De leeropdracht van Spiertz moest garanderen – en wekte ook de verwachting – dat hij zich eerst en vooral met de rooms-katholieke kerkgeschiedenis zou bezighouden. Zijn oratie, uitgesproken op 11 februari 1972, leverde een bevestiging hiervan op, want deze was gewijd aan het Utrechtse Schisma (Ambtelijk onbegrip. Kanttekeningen bij de breuk Utrecht-Rome). Ook de eerste monografie die Spiertz als hoogleraar het licht liet zien, L’église catholique des Provinces-Unies et le Saint-Siège pendant la deuxième moitié du XVIIe siècle (1975), paste in deze lijn. Ook later verwaarloosde Spiertz zijn leeropdracht niet, getuige zijn vele artikelen over het jansenisme en het vriendenboek van collega’s en studenten bij zijn afscheid in 1993, waarin bijna uitsluitend aspecten van de rooms-katholieke kerkgeschiedenis aan bod komen.

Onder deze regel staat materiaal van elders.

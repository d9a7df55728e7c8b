//! Unit tests for `AdaptError`.

use crate::message::error::AdaptError;
use rstest::rstest;

#[rstest]
fn missing_field_display_names_type_and_field() {
    let error = AdaptError::missing_field("complete_request", "cursor_pos");

    let display = error.to_string();
    assert!(display.contains("complete_request"));
    assert!(display.contains("cursor_pos"));
}

#[rstest]
fn invalid_field_display_names_expectation() {
    let error = AdaptError::invalid_field("complete_reply", "matches", "a list");

    assert!(error.to_string().contains("expected a list"));
}

#[rstest]
fn not_supported_display_includes_reason() {
    let error = AdaptError::not_supported("execute_reply", "payloads");

    assert!(error.to_string().contains("execute_reply"));
    assert!(error.to_string().contains("payloads"));
}

#[rstest]
fn invalid_version_and_malformed_display() {
    assert!(
        AdaptError::InvalidVersion("x.1".to_owned())
            .to_string()
            .contains("x.1")
    );
    assert!(AdaptError::malformed("no header").to_string().contains("no header"));
}
//! Port trait definitions for the message subsystem.
//!
//! Ports define the abstract interfaces of the adaptation pipeline: the
//! adapter contract itself and the external token resolver it depends on.

pub mod adapter;
pub mod token;

pub use adapter::{ContentTransform, MessageAdapter, TransformTable, TypeRenameMap};
pub use token::TokenResolver;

Toch heeft Spiertz de Reformatie zeker niet links laten liggen. In 1974 verscheen Van Deursens Bavianen en Slijkgeuzen, een boek dat het onderzoek van Spiertz en zijn studenten naar het kerkelijke verleden diepgaand heeft beïnvloed, met name door de wijze waarop de auteur met behulp van origineel bronnenmateriaal de geleefde geloofspraktijk aan de basis, dus van de ‘gewone man en vrouw’ in de kerk, in beeld wist te brengen. Acta van kerkenraden, classes en synoden bleken bij uitstek geschikte bronnen om de discrepantie tussen voorgeschreven orde en geleefde praktijk – een van de favoriete thema’s in het oeuvre van Spiertz – te onderzoeken. Bovendien opende Bavianen en Slijkgeuzen in Nijmegen een venster op de Reformatie, dat voordien potdicht zat. Van Deursen constateerde dit zelf ook in zijn artikel ‘Geloof en Wetenschap’, toen hij vaststelde dat de Nijmeegse historici Polman, Post, Rogier en Brom altijd de Katholieke Kerk in het centrum van hun onderzoek hadden geplaatst.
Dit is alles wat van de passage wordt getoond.